YOUR TASK: Here is a listing; restate all of it exactly.

──────── DATA FOR THIS TASK ────────

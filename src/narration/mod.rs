/*!
 * Audience-specific narration of segments.
 *
 * The `Narrator` tries the generative provider through the shared rate
 * limiter and falls back to a deterministic rewrite on any failure. It never
 * returns an error: a degraded narration is reported through `used_fallback`.
 */

use std::fmt;
use std::sync::Arc;

use log::{debug, warn};

use crate::document::Segment;
use crate::errors::ProviderError;
use crate::providers::TextGenerator;
use crate::rate_limiter::FixedWindowRateLimiter;

pub mod fallback;
pub mod prompts;

pub use fallback::{audience_prefix, fallback_rewrite};
pub use prompts::PromptTemplate;

/// Audience label a narration is tailored to.
///
/// Any label is accepted; the recognized ones also get a lead-in phrase in the
/// offline rewrite.
#[derive(Debug, Clone, PartialEq, Eq, Hash)]
pub struct Audience(String);

impl Audience {
    /// Labels with a dedicated offline lead-in
    pub const RECOGNIZED: [&'static str; 4] = ["Students", "Executives", "Technical", "Layperson"];

    pub fn new(label: impl Into<String>) -> Self {
        Self(label.into())
    }

    pub fn as_str(&self) -> &str {
        &self.0
    }

    pub fn is_recognized(&self) -> bool {
        Self::RECOGNIZED.contains(&self.0.as_str())
    }

    /// Offline lead-in for this audience, empty when unrecognized
    pub fn prefix(&self) -> &'static str {
        audience_prefix(&self.0)
    }
}

impl Default for Audience {
    fn default() -> Self {
        Self::new("Students")
    }
}

impl fmt::Display for Audience {
    fn fmt(&self, f: &mut fmt::Formatter<'_>) -> fmt::Result {
        f.write_str(&self.0)
    }
}

impl From<&str> for Audience {
    fn from(label: &str) -> Self {
        Self::new(label)
    }
}

impl From<String> for Audience {
    fn from(label: String) -> Self {
        Self(label)
    }
}

/// Why a narration took the offline path
#[derive(Debug, Clone, PartialEq)]
pub enum FallbackReason {
    /// The rate limiter refused admission
    RateLimited { retry_after_secs: u64 },
    /// The generative provider failed
    Provider(ProviderError),
    /// The provider answered with blank text
    EmptyResponse,
}

impl fmt::Display for FallbackReason {
    fn fmt(&self, f: &mut fmt::Formatter<'_>) -> fmt::Result {
        match self {
            Self::RateLimited { retry_after_secs } => {
                write!(f, "rate limited, window resets in {}s", retry_after_secs)
            }
            Self::Provider(error) => write!(f, "{}", error),
            Self::EmptyResponse => f.write_str("empty response"),
        }
    }
}

/// Which branch produced a narration
#[derive(Debug, Clone, PartialEq)]
pub enum NarrationOutcome {
    /// The generative provider produced the text
    Attempted(String),
    /// The offline rewrite produced the text
    FellBack { text: String, reason: FallbackReason },
}

impl NarrationOutcome {
    pub fn text(&self) -> &str {
        match self {
            Self::Attempted(text) | Self::FellBack { text, .. } => text,
        }
    }

    pub fn used_fallback(&self) -> bool {
        matches!(self, Self::FellBack { .. })
    }

    pub fn into_text(self) -> String {
        match self {
            Self::Attempted(text) | Self::FellBack { text, .. } => text,
        }
    }
}

/// Narration of one segment
#[derive(Debug, Clone, PartialEq, Eq)]
pub struct NarrationResult {
    pub segment_index: usize,
    pub original_text: String,
    pub rewritten_text: String,
    pub used_fallback: bool,
}

/// Rewrites segments for an audience
#[derive(Debug, Clone)]
pub struct Narrator {
    generator: Arc<dyn TextGenerator>,
    limiter: Arc<FixedWindowRateLimiter>,
    template: PromptTemplate,
}

impl Narrator {
    /// Create a narrator sharing the given process-wide limiter
    pub fn new(generator: Arc<dyn TextGenerator>, limiter: Arc<FixedWindowRateLimiter>) -> Self {
        Self {
            generator,
            limiter,
            template: PromptTemplate::default(),
        }
    }

    /// Replace the prompt template
    pub fn with_template(mut self, template: PromptTemplate) -> Self {
        self.template = template;
        self
    }

    /// Narrate text and report which branch produced it.
    ///
    /// Exactly one limiter admission is consumed per call, whether or not it
    /// is granted.
    pub async fn attempt(&self, text: &str, audience: &Audience) -> NarrationOutcome {
        let fell_back = |reason: FallbackReason| {
            warn!("Using fallback narration ({})", reason);
            NarrationOutcome::FellBack {
                text: fallback_rewrite(text, audience.as_str()),
                reason,
            }
        };

        if let Err(limited) = self.limiter.try_acquire() {
            return fell_back(FallbackReason::RateLimited {
                retry_after_secs: limited.retry_after_secs,
            });
        }

        let prompt = self.template.render(audience.as_str(), text);
        debug!("Requesting narration from {} for {} audience", self.generator.name(), audience);

        match self.generator.generate(&prompt).await {
            Ok(generated) => {
                let generated = generated.trim();
                if generated.is_empty() {
                    fell_back(FallbackReason::EmptyResponse)
                } else {
                    NarrationOutcome::Attempted(generated.to_string())
                }
            }
            Err(error) => fell_back(FallbackReason::Provider(error)),
        }
    }

    /// Narrate one segment; never fails
    pub async fn rewrite(&self, segment: &Segment, audience: &Audience) -> NarrationResult {
        let outcome = self.attempt(segment.text(), audience).await;
        NarrationResult {
            segment_index: segment.index(),
            original_text: segment.text().to_string(),
            used_fallback: outcome.used_fallback(),
            rewritten_text: outcome.into_text(),
        }
    }
}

────────

SOLVED PROBLEM:
filename src/narration/mod.rs
/*!
 * Audience-specific narration of segments.
 *
 * The `Narrator` tries the generative provider through the shared rate
 * limiter and falls back to a deterministic rewrite on any failure. It never
 * returns an error: a degraded narration is reported through `used_fallback`.
 */

use std::fmt;
use std::sync::Arc;

use log::{debug, warn};

use crate::document::Segment;
use crate::errors::ProviderError;
use crate::providers::TextGenerator;
use crate::rate_limiter::FixedWindowRateLimiter;

pub mod fallback;
pub mod prompts;

pub use fallback::{audience_prefix, fallback_rewrite};
pub use prompts::PromptTemplate;

/// Audience label a narration is tailored to.
///
/// Any label is accepted; the recognized ones also get a lead-in phrase in the
/// offline rewrite.
#[derive(Debug, Clone, PartialEq, Eq, Hash)]
pub struct Audience(String);

impl Audience {
    /// Labels with a dedicated offline lead-in
    pub const RECOGNIZED: [&'static str; 4] = ["Students", "Executives", "Technical", "Layperson"];

    pub fn new(label: impl Into<String>) -> Self {
        Self(label.into())
    }

    pub fn as_str(&self) -> &str {
        &self.0
    }

    pub fn is_recognized(&self) -> bool {
        Self::RECOGNIZED.contains(&self.0.as_str())
    }

    /// Offline lead-in for this audience, empty when unrecognized
    pub fn prefix(&self) -> &'static str {
        audience_prefix(&self.0)
    }
}

impl Default for Audience {
    fn default() -> Self {
        Self::new("Students")
    }
}

impl fmt::Display for Audience {
    fn fmt(&self, f: &mut fmt::Formatter<'_>) -> fmt::Result {
        f.write_str(&self.0)
    }
}

impl From<&str> for Audience {
    fn from(label: &str) -> Self {
        Self::new(label)
    }
}

impl From<String> for Audience {
    fn from(label: String) -> Self {
        Self(label)
    }
}

/// Why a narration took the offline path
#[derive(Debug, Clone, PartialEq)]
pub enum FallbackReason {
    /// The rate limiter refused admission
    RateLimited { retry_after_secs: u64 },
    /// The generative provider failed
    Provider(ProviderError),
    /// The provider answered with blank text
    EmptyResponse,
}

impl fmt::Display for FallbackReason {
    fn fmt(&self, f: &mut fmt::Formatter<'_>) -> fmt::Result {
        match self {
            Self::RateLimited { retry_after_secs } => {
                write!(f, "rate limited, window resets in {}s", retry_after_secs)
            }
            Self::Provider(error) => write!(f, "{}", error),
            Self::EmptyResponse => f.write_str("empty response"),
        }
    }
}

/// Which branch produced a narration
#[derive(Debug, Clone, PartialEq)]
pub enum NarrationOutcome {
    /// The generative provider produced the text
    Attempted(String),
    /// The offline rewrite produced the text
    FellBack { text: String, reason: FallbackReason },
}

impl NarrationOutcome {
    pub fn text(&self) -> &str {
        match self {
            Self::Attempted(text) | Self::FellBack { text, .. } => text,
        }
    }

    pub fn used_fallback(&self) -> bool {
        matches!(self, Self::FellBack { .. })
    }

    pub fn into_text(self) -> String {
        match self {
            Self::Attempted(text) | Self::FellBack { text, .. } => text,
        }
    }
}

/// Narration of one segment
#[derive(Debug, Clone, PartialEq, Eq)]
pub struct NarrationResult {
    pub segment_index: usize,
    pub original_text: String,
    pub rewritten_text: String,
    pub used_fallback: bool,
}

/// Rewrites segments for an audience
#[derive(Debug, Clone)]
pub struct Narrator {
    generator: Arc<dyn TextGenerator>,
    limiter: Arc<FixedWindowRateLimiter>,
    template: PromptTemplate,
}

impl Narrator {
    /// Create a narrator sharing the given process-wide limiter
    pub fn new(generator: Arc<dyn TextGenerator>, limiter: Arc<FixedWindowRateLimiter>) -> Self {
        Self {
            generator,
            limiter,
            template: PromptTemplate::default(),
        }
    }

    /// Replace the prompt template
    pub fn with_template(mut self, template: PromptTemplate) -> Self {
        self.template = template;
        self
    }

    /// Narrate text and report which branch produced it.
    ///
    /// Exactly one limiter admission is consumed per call, whether or not it
    /// is granted.
    pub async fn attempt(&self, text: &str, audience: &Audience) -> NarrationOutcome {
        let fell_back = |reason: FallbackReason| {
            warn!("Using fallback narration ({})", reason);
            NarrationOutcome::FellBack {
                text: fallback_rewrite(text, audience.as_str()),
                reason,
            }
        };

        if let Err(limited) = self.limiter.try_acquire() {
            return fell_back(FallbackReason::RateLimited {
                retry_after_secs: limited.retry_after_secs,
            });
        }

        let prompt = self.template.render(audience.as_str(), text);
        debug!("Requesting narration from {} for {} audience", self.generator.name(), audience);

        match self.generator.generate(&prompt).await {
            Ok(generated) => {
                let generated = generated.trim();
                if generated.is_empty() {
                    fell_back(FallbackReason::EmptyResponse)
                } else {
                    NarrationOutcome::Attempted(generated.to_string())
                }
            }
            Err(error) => fell_back(FallbackReason::Provider(error)),
        }
    }

    /// Narrate one segment; never fails
    pub async fn rewrite(&self, segment: &Segment, audience: &Audience) -> NarrationResult {
        let outcome = self.attempt(segment.text(), audience).await;
        NarrationResult {
            segment_index: segment.index(),
            original_text: segment.text().to_string(),
            used_fallback: outcome.used_fallback(),
            rewritten_text: outcome.into_text(),
        }
    }
}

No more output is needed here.